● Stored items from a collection
_ _ _ _ _ _ _

pub(crate) mod decode;
pub(crate) mod encode;
pub(crate) mod ffmpeg;
pub(crate) mod probe;
use std::path::{Path, PathBuf};

use rand::Rng;
use rand::seq::SliceRandom as _;

use crate::collab::{ContentItem, ImageRenderer};
use crate::foundation::error::{ReelError, ReelResult};
use crate::ledger::UsageLedger;

/// Bounds for [`select_content`].
#[derive(Clone, Copy, Debug, PartialEq, Eq)]
pub struct SelectionPolicy {
    /// Random draws before giving up.
    pub max_attempts: u32,
    /// Width the image renderer is asked for.
    pub target_width: u32,
}

/// A content item chosen for a run, already claimed in the ledger.
#[derive(Clone, Debug, PartialEq)]
pub struct Selection {
    /// The chosen item.
    pub item: ContentItem,
    /// Its rendered still image.
    pub image_path: PathBuf,
    /// Draws taken, including the successful one.
    pub attempts: u32,
}

/// Draw items uniformly at random until one is unused, renderable and `fit`.
///
/// The winner is claimed in `ledger` before returning, so an item is marked used as soon as
/// it is selected even if the run fails later. Renderer errors count as ineligible draws.
/// Fails with [`ReelError::NoEligibleContent`] once `policy.max_attempts` draws are spent.
pub fn select_content<R, F>(
    items: &[ContentItem],
    ledger: &UsageLedger,
    renderer: &dyn ImageRenderer,
    policy: SelectionPolicy,
    scratch: &Path,
    rng: &mut R,
    mut fit: F,
) -> ReelResult<Selection>
where
    R: Rng + ?Sized,
    F: FnMut(&Path) -> ReelResult<bool>,
{
    for attempt in 1..=policy.max_attempts {
        let Some(item) = items.choose(rng) else {
            break;
        };
        if ledger.contains(&item.id)? {
            tracing::trace!(id = %item.id, "already used, skipping");
            continue;
        }

        let image_path = match renderer.render(item, policy.target_width, scratch) {
            Ok(Some(path)) => path,
            Ok(None) => {
                tracing::debug!(id = %item.id, "item could not be rendered");
                continue;
            }
            Err(e) => {
                tracing::warn!(id = %item.id, error = %e, "image renderer failed");
                continue;
            }
        };
        if !fit(&image_path)? {
            tracing::debug!(id = %item.id, "rendered image rejected");
            continue;
        }
        if !ledger.claim(&item.id)? {
            tracing::debug!(id = %item.id, "claimed by another generator");
            continue;
        }

        tracing::info!(id = %item.id, attempts = attempt, "selected content");
        return Ok(Selection {
            item: item.clone(),
            image_path,
            attempts: attempt,
        });
    }

    Err(ReelError::NoEligibleContent {
        attempts: if items.is_empty() {
            0
        } else {
            policy.max_attempts
        },
    })
}

/// Fitness check for rendered images: decodable and at most `max_height` pixels tall.
pub fn image_fits(path: &Path, max_height: Option<u32>) -> ReelResult<bool> {
    let (_, height) = match image::image_dimensions(path) {
        Ok(dims) => dims,
        Err(e) => {
            tracing::debug!(path = %path.display(), error = %e, "rendered image unreadable");
            return Ok(false);
        }
    };
    Ok(max_height.is_none_or(|max| height <= max))
}
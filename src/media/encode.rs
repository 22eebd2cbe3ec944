use std::path::PathBuf;
use std::process::{Child, ChildStdin, Stdio};
use std::thread::JoinHandle;

use image::RgbaImage;

use crate::foundation::core::{Dims, Fps, FrameIndex};
use crate::foundation::error::{ReelError, ReelResult};
use crate::media::ffmpeg::{
    drain_stderr, ensure_parent_dir, ffmpeg_command, is_ffmpeg_on_path, join_stderr,
};

/// Configuration provided to a [`FrameSink`] before the first frame.
#[derive(Debug, Clone)]
pub struct SinkConfig {
    /// Output frame size in pixels.
    pub dims: Dims,
    /// Output frames-per-second.
    pub fps: Fps,
    /// Optional audio track muxed from another media file.
    pub audio: Option<AudioInput>,
}

/// An audio track taken from an existing media file.
#[derive(Debug, Clone)]
pub struct AudioInput {
    /// File providing the audio stream (video containers are fine; only audio is mapped).
    pub path: PathBuf,
    /// Cut the audio at this many seconds.
    pub max_duration_secs: Option<f64>,
}

/// Sink contract for consuming frames in presentation order.
///
/// Ordering contract: `push_frame` is called with strictly increasing [`FrameIndex`] values.
pub trait FrameSink {
    /// Called once before any frames are pushed.
    fn begin(&mut self, cfg: SinkConfig) -> ReelResult<()>;
    /// Push one frame.
    fn push_frame(&mut self, idx: FrameIndex, frame: &RgbaImage) -> ReelResult<()>;
    /// Called once after the last frame is pushed.
    fn end(&mut self) -> ReelResult<()>;
}

/// In-memory sink for tests and debugging.
#[derive(Debug, Default)]
pub struct InMemorySink {
    cfg: Option<SinkConfig>,
    frames: Vec<(FrameIndex, RgbaImage)>,
    ended: bool,
}

impl InMemorySink {
    /// Create a new in-memory sink.
    pub fn new() -> Self {
        Self::default()
    }

    /// Return the sink configuration captured in `begin`, if any.
    pub fn config(&self) -> Option<&SinkConfig> {
        self.cfg.as_ref()
    }

    /// Borrow the captured frames.
    pub fn frames(&self) -> &[(FrameIndex, RgbaImage)] {
        &self.frames
    }

    /// Whether `end` has been called.
    pub fn is_ended(&self) -> bool {
        self.ended
    }
}

impl FrameSink for InMemorySink {
    fn begin(&mut self, cfg: SinkConfig) -> ReelResult<()> {
        self.cfg = Some(cfg);
        self.frames.clear();
        self.ended = false;
        Ok(())
    }

    fn push_frame(&mut self, idx: FrameIndex, frame: &RgbaImage) -> ReelResult<()> {
        let cfg = self
            .cfg
            .as_ref()
            .ok_or_else(|| ReelError::encode("in-memory sink not started"))?;
        if frame.width() != cfg.dims.width || frame.height() != cfg.dims.height {
            return Err(ReelError::validation(format!(
                "frame size mismatch: got {}x{}, expected {}",
                frame.width(),
                frame.height(),
                cfg.dims
            )));
        }
        if let Some((last, _)) = self.frames.last()
            && idx.0 <= last.0
        {
            return Err(ReelError::encode("in-memory sink received out-of-order frame index"));
        }
        self.frames.push((idx, frame.clone()));
        Ok(())
    }

    fn end(&mut self) -> ReelResult<()> {
        self.ended = true;
        Ok(())
    }
}

/// Options for [`FfmpegSink`] MP4 output.
#[derive(Clone, Debug)]
pub struct FfmpegSinkOpts {
    /// Output MP4 file path.
    pub out_path: PathBuf,
    /// Overwrite output file if it already exists.
    pub overwrite: bool,
}

impl FfmpegSinkOpts {
    /// Create options for outputting an MP4 to `out_path`.
    pub fn new(out_path: impl Into<PathBuf>) -> Self {
        Self {
            out_path: out_path.into(),
            overwrite: true,
        }
    }
}

/// Sink that spawns the system `ffmpeg` and streams raw RGBA frames to its stdin.
pub struct FfmpegSink {
    opts: FfmpegSinkOpts,

    child: Option<Child>,
    stdin: Option<ChildStdin>,
    stderr_drain: Option<JoinHandle<std::io::Result<Vec<u8>>>>,

    cfg: Option<SinkConfig>,
    last_idx: Option<FrameIndex>,
}

impl FfmpegSink {
    /// Create a new sink that streams into `ffmpeg`.
    pub fn new(opts: FfmpegSinkOpts) -> Self {
        Self {
            opts,
            child: None,
            stdin: None,
            stderr_drain: None,
            cfg: None,
            last_idx: None,
        }
    }
}

/// Chroma layout for the given frame size: `yuv420p` needs even sides, otherwise keep full chroma.
pub(crate) fn output_pix_fmt(dims: Dims) -> &'static str {
    if dims.is_even() { "yuv420p" } else { "yuv444p" }
}

impl FrameSink for FfmpegSink {
    fn begin(&mut self, cfg: SinkConfig) -> ReelResult<()> {
        Dims::new(cfg.dims.width, cfg.dims.height)?;
        Fps::new(cfg.fps.num, cfg.fps.den)?;

        ensure_parent_dir(&self.opts.out_path)?;
        if !self.opts.overwrite && self.opts.out_path.exists() {
            return Err(ReelError::validation(format!(
                "output file '{}' already exists",
                self.opts.out_path.display()
            )));
        }
        if !is_ffmpeg_on_path() {
            return Err(ReelError::encode(
                "ffmpeg is required for MP4 encoding, but was not found on PATH",
            ));
        }

        let mut cmd = ffmpeg_command();
        if !self.opts.overwrite {
            cmd.arg("-n");
        }
        cmd.args([
            "-f",
            "rawvideo",
            "-pix_fmt",
            "rgba",
            "-s",
            &cfg.dims.to_string(),
            // For rawvideo input, `-r` before `-i` sets the input frame rate.
            "-r",
            &cfg.fps.to_string(),
            "-i",
            "pipe:0",
        ]);

        if let Some(audio) = cfg.audio.as_ref() {
            if let Some(t) = audio.max_duration_secs {
                if !t.is_finite() || t <= 0.0 {
                    return Err(ReelError::validation(
                        "audio max duration must be a positive number of seconds",
                    ));
                }
                cmd.args(["-t", &format!("{t:.6}")]);
            }
            cmd.arg("-i").arg(&audio.path);
            // `1:a:0?` keeps the mux valid when the audio source has no audio stream.
            cmd.args(["-map", "0:v:0", "-map", "1:a:0?", "-c:a", "aac", "-b:a", "192k"]);
        } else {
            cmd.arg("-an");
        }
        cmd.args([
            "-c:v",
            "libx264",
            "-preset",
            "veryfast",
            "-pix_fmt",
            output_pix_fmt(cfg.dims),
            "-movflags",
            "+faststart",
        ])
        .arg(&self.opts.out_path)
        .stdin(Stdio::piped())
        .stdout(Stdio::null())
        .stderr(Stdio::piped());
        tracing::debug!(?cmd, "spawning ffmpeg encoder");

        let mut child = cmd.spawn().map_err(|e| {
            ReelError::encode(format!(
                "failed to spawn ffmpeg (is it installed and on PATH?): {e}"
            ))
        })?;
        let stdin = child
            .stdin
            .take()
            .ok_or_else(|| ReelError::encode("failed to open ffmpeg stdin (unexpected)"))?;
        self.stderr_drain = drain_stderr(&mut child);

        self.child = Some(child);
        self.stdin = Some(stdin);
        self.cfg = Some(cfg);
        self.last_idx = None;
        Ok(())
    }

    fn push_frame(&mut self, idx: FrameIndex, frame: &RgbaImage) -> ReelResult<()> {
        let cfg = self
            .cfg
            .as_ref()
            .ok_or_else(|| ReelError::encode("ffmpeg sink not started"))?;
        if let Some(last) = self.last_idx
            && idx.0 <= last.0
        {
            return Err(ReelError::encode(
                "ffmpeg sink received out-of-order frame index",
            ));
        }
        self.last_idx = Some(idx);

        if frame.width() != cfg.dims.width || frame.height() != cfg.dims.height {
            return Err(ReelError::validation(format!(
                "frame size mismatch: got {}x{}, expected {}",
                frame.width(),
                frame.height(),
                cfg.dims
            )));
        }

        let Some(stdin) = self.stdin.as_mut() else {
            return Err(ReelError::encode("ffmpeg sink is already finalized"));
        };

        use std::io::Write as _;
        stdin.write_all(frame.as_raw()).map_err(|e| {
            ReelError::encode(format!("failed to write frame to ffmpeg stdin: {e}"))
        })?;
        Ok(())
    }

    fn end(&mut self) -> ReelResult<()> {
        drop(self.stdin.take());
        let mut child = self
            .child
            .take()
            .ok_or_else(|| ReelError::encode("ffmpeg sink not started"))?;

        let status = child
            .wait()
            .map_err(|e| ReelError::encode(format!("failed to wait for ffmpeg to finish: {e}")))?;
        let stderr = join_stderr(self.stderr_drain.take());

        if !status.success() {
            return Err(ReelError::encode(format!(
                "ffmpeg exited with status {status}: {stderr}"
            )));
        }

        self.cfg = None;
        Ok(())
    }
}

impl Drop for FfmpegSink {
    fn drop(&mut self) {
        drop(self.stdin.take());
        if let Some(mut child) = self.child.take() {
            let _ = child.kill();
            let _ = child.wait();
        }
        let _ = join_stderr(self.stderr_drain.take());
    }
}

#[cfg(test)]
#[path = "../../tests/unit/media/encode.rs"]
mod tests;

_ _ _ _ _ _ _

● What you need to do
Please count the lines in the data that include the word "media" and report the number by itself.

● The answer
5